The magnesium alloy was made into orthopedic steel plates to repair tibial fractures of New Zealand white rabbits and to explore the biocompatibility, degradation behavior, and mechanical properties of the magnesium alloy plates in repairing fractures in vivo. Fifty-four rabbits were randomly divided into experimental, control, and sham-operated groups. Tibial fractures in the experimental and the control groups were fixed with magnesium alloy and titanium alloy plates, respectively, and only bone tunnels were established without any implants in the sham-operated group.

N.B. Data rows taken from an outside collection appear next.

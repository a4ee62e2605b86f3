//! CMS collections.

use chrono::{DateTime, Utc};
use serde_json::{Map, Value};

use crate::entities::{object, required_str, required_timestamp, Item};
use crate::error::{DecodingError, Error};
use crate::Webflow;

/// A CMS collection, able to fetch its own items.
///
/// # Example
///
/// ```rust,no_run
/// # async fn run(webflow: &webflow_api::Webflow) -> Result<(), webflow_api::Error> {
/// let collection = webflow.collection("580e63fc8c9a982ac9b8b745").await?;
/// for item in collection.items(1).await? {
///     println!("{} draft={}", item.id(), item.draft());
/// }
/// # Ok(())
/// # }
/// ```
#[derive(Clone, Debug)]
pub struct Collection<'a> {
    webflow: &'a Webflow,
    id: String,
    last_updated: DateTime<Utc>,
    created_on: DateTime<Utc>,
    name: String,
    slug: String,
    singular_name: String,
    raw: Map<String, Value>,
}

impl<'a> Collection<'a> {
    const ENTITY: &'static str = "Collection";

    /// Hydrates a collection from an API record.
    ///
    /// # Errors
    ///
    /// Returns [`DecodingError`] if a required field is missing or a
    /// timestamp does not parse.
    pub fn from_value(webflow: &'a Webflow, value: &Value) -> Result<Self, DecodingError> {
        let map = object(value, Self::ENTITY)?;
        Ok(Self {
            webflow,
            id: required_str(map, Self::ENTITY, "_id")?,
            last_updated: required_timestamp(map, Self::ENTITY, "lastUpdated")?,
            created_on: required_timestamp(map, Self::ENTITY, "createdOn")?,
            name: required_str(map, Self::ENTITY, "name")?,
            slug: required_str(map, Self::ENTITY, "slug")?,
            singular_name: required_str(map, Self::ENTITY, "singularName")?,
            raw: map.clone(),
        })
    }

    /// Returns the collection id.
    #[must_use]
    pub fn id(&self) -> &str {
        &self.id
    }

    /// Returns when the collection was last updated.
    #[must_use]
    pub const fn last_updated(&self) -> DateTime<Utc> {
        self.last_updated
    }

    /// Returns when the collection was created.
    #[must_use]
    pub const fn created_on(&self) -> DateTime<Utc> {
        self.created_on
    }

    /// Returns the collection name.
    #[must_use]
    pub fn name(&self) -> &str {
        &self.name
    }

    /// Returns the collection slug.
    #[must_use]
    pub fn slug(&self) -> &str {
        &self.slug
    }

    /// Returns the singular name for one item in the collection.
    #[must_use]
    pub fn singular_name(&self) -> &str {
        &self.singular_name
    }

    /// Returns the full record as received, including the field schema.
    #[must_use]
    pub const fn raw(&self) -> &Map<String, Value> {
        &self.raw
    }

    /// Fetches every item of this collection, page by page.
    ///
    /// # Errors
    ///
    /// Returns [`Error`] if a request fails or an item cannot be decoded.
    pub async fn all_items(&self) -> Result<Vec<Item>, Error> {
        self.webflow.all_items(&self.id).await
    }

    /// Fetches one page of this collection's items. See
    /// [`all_items`](Self::all_items) for the full listing.
    ///
    /// # Errors
    ///
    /// Returns [`Error`] if the request fails or an item cannot be decoded.
    pub async fn items(&self, page: u32) -> Result<Vec<Item>, Error> {
        self.webflow.items(&self.id, page).await
    }

    /// Fetches a single item of this collection.
    ///
    /// # Errors
    ///
    /// Returns [`Error`] if the request fails or the item cannot be decoded.
    pub async fn item(&self, item_id: &str) -> Result<Item, Error> {
        self.webflow.item(&self.id, item_id).await
    }
}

The concentrations of serum alanine transaminase, creatinine (CREA), creatine kinase (CK), and magnesium ion were measured before and 1 day, 1, 2, 4, 8, and 16 weeks after operation, respectively, to evaluate the biocompatibility of magnesium alloy plates. The corrosion products and components were observed using a scanning electron microscope with an energy-dispersive spectroscopy system, and the corrosion rate was observed by weight loss testing. Then the degradation behavior of magnesium alloy plate was analyzed. Analysis of mechanical properties of magnesium alloy plates was done by four-point bending tests. There were no statistically significant differences in serum alanine transaminase, CREA, or CK at each time point among the three groups ( P > 0.05 ). The degradation behavior of the magnesium alloy plates increased with the longer implantation time. The four-point bending test results indicated that the mechanical properties of magnesium alloy plates decreased gradually during the degradation. The results showed that magnesium alloy plates implanted into rabbit tibias degrade gradually with the implantation time, and the mechanical properties of the magnesium alloy weaken gradually during the degradation. Meanwhile, the magnesium alloy plate had excellent biocompatibility and biosafety in the process of degradation in vivo.